Le patron avait donc, lui aussi, cette capacité de réunir et d’apaiser les tensions. « On devrait l’envoyer dans la bande de Gaza » avait proposé un jour l’abbé qui ne ratait jamais l’occasion de parler du « Proche Orient ». Il y avait voyagé en tant qu’étudiant et gardait la nostalgie d’une terre d’accueil. « Gaza », c’était le genre de conversation qui avait pour vertu d’incarner le propos puisque certains habitués quittaient la table dès les premiers échanges alors que d’autres ne s’adressaient plus la parole à la fin de l’apéro.

« Imaginez qu’un jour, on vienne vous délogez de votre banc, Monsieur Jean. Et qu’on vous autorise seulement à utiliser le tabouret de la petite table carrée à côté du radiateur ». L’abbé avait la métaphore facile « Avouez que vous répliqueriez d’instinct ? ».

« Non Monsieur » avait répondu posément l’intéressé, «tout consacré que vous soyez, vous vous trompez ! Le banc ou le tabouret ne font pas l’homme. Mais si on me privait de votre présence, et surtout de la tournée, que d’ailleurs vous n’avez toujours pas payée, alors là… je ne répondrais de rien ! ». On pensait alors que le rire balayeur à la cantonade eut mis fin aux attaques. C’était sans compter sur Hans Rudolph. Le syndicaliste genevois avait toujours eu le sens de l’injustice proportionnel à son taux d’alcoolémie : « Comment pouvez vous ironiser sur la souffrance humaine, sur l’oppression des minorités, sur la multiplication des colonies avec autant de légèreté ? ».  L’abbé, qui n’avait pas besoin d’être réélu pour faire la messe tous les jours, renvoya la balle avec élégance: « L’humour vaut mieux que l’indifférence mon fils. C’est le silence qui tue !  ».

Mona qui avait entendu le mot « colonie » pensa que son tour était venu : « Cet été, je commence mon premier camp musical, et avec ma cousine Marie nous irons aussi à la colonie ! ». Silence gêné devant la joie sincère de la nouvelle recrue de la fanfare du village. On serra les fesses sur le banc pour laisser s’asseoir un ange, ce qui déclencha une nouvelle salve d’Hans Rudolph : « Ben allez-y vous tous ! Faites-lui son cours géostratégique ! Parlez-lui de 48, de la guerre de Suez, de la guerre d’usure et de celle du Kippour! ». Simon, que l’option philo rendait particulièrement irritant lorsque les intervenants voulaient en découdre, s’improvisa négociateur : « Pas besoin de leçon ! Le Proche orient est dans chaque commune, dans chaque famille, dans chacun de nous ! 220 habitants, deux fanfares, deux bistrots, et sauf erreur vous avez deux femmes Hans Rudolph ! Alors réglons nos petites histoires avant de parler de la Grande !».

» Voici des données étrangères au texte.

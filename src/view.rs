// Copyright 2024 The ChromiumOS Authors
// Use of this source code is governed by a BSD-style license that can be
// found in the LICENSE file.

//! Per-mode MMIO windows onto the CLIC register file.

use std::sync::Arc;

use log::warn;
use sync::Mutex;

use crate::bus::BusAccessInfo;
use crate::bus::BusDevice;
use crate::clic::Clic;
use crate::registers::PrivilegeMode;
use crate::suspendable::Suspendable;

/// One privilege mode's window onto a shared [`Clic`].
///
/// Every guest access reaches the controller through a view. The view
/// carries the access mode the decoder filters with, and it denies accesses
/// issued while the hart runs below that mode.
pub struct ClicView {
    access_mode: PrivilegeMode,
    base_address: u64,
    hart_id: usize,
    clic: Arc<Mutex<Clic>>,
}

impl ClicView {
    pub(crate) fn new(
        access_mode: PrivilegeMode,
        base_address: u64,
        hart_id: usize,
        clic: Arc<Mutex<Clic>>,
    ) -> ClicView {
        ClicView {
            access_mode,
            base_address,
            hart_id,
            clic,
        }
    }

    pub fn access_mode(&self) -> PrivilegeMode {
        self.access_mode
    }

    pub fn base_address(&self) -> u64 {
        self.base_address
    }

    /// Bytes of MMIO space this view occupies.
    pub fn len(&self) -> u64 {
        self.clic.lock().region_len()
    }
}

impl BusDevice for ClicView {
    fn debug_label(&self) -> String {
        format!("clic{} {} view", self.hart_id, self.access_mode)
    }

    fn read(&mut self, info: BusAccessInfo, data: &mut [u8]) {
        let clic = self.clic.lock();
        if self.access_mode > clic.hart_privilege() {
            warn!("{}: denied read at {}", self.debug_label(), info);
            data.fill(0);
            return;
        }
        clic.mmio_read(self.access_mode, info.offset, data);
    }

    fn write(&mut self, info: BusAccessInfo, data: &[u8]) {
        let mut clic = self.clic.lock();
        if self.access_mode > clic.hart_privilege() {
            warn!("{}: denied write at {}", self.debug_label(), info);
            return;
        }
        clic.mmio_write(self.access_mode, info.offset, data);
    }
}

impl Suspendable for ClicView {
    fn sleep(&mut self) -> anyhow::Result<()> {
        Ok(())
    }

    fn wake(&mut self) -> anyhow::Result<()> {
        Ok(())
    }

    fn snapshot(&mut self) -> anyhow::Result<serde_json::Value> {
        self.clic.lock().snapshot()
    }

    fn restore(&mut self, data: serde_json::Value) -> anyhow::Result<()> {
        self.clic.lock().restore(data)
    }
}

Le postier, Cyril l’installateur sanitaire et les genevois du haut du village firent simultanément le V de la victoire à Elisia en criant d’une seule voix « Deux décis ! » prouvant ici que l’ennui force la consommation. C’est alors que revint sur la table la fameuse bague de Rose. Mona se sentant à propos, expliqua avec ses mots, qu’en cas de conflit autour d’un objet, il suffisait de s’en débarrasser pour avoir la paix. Elle allait finir son explication en mimant son geste de lanceuse de poids lorsqu’elle fut stoppée net par la main ferme de son père. Le patron inclina ses épais sourcils, et sans remonter ses manches lui dit : « Il ne suffit pas de se débarrasser des gens et des choses pour régler les conflits Mona. » Puis, il ajouta en faisant apparaitre un minuscule anneau au creux de sa pogne : «Ta grand-mère vient de retrouver la bague de ta sœur entre deux pierres. Que va-t-on en faire?»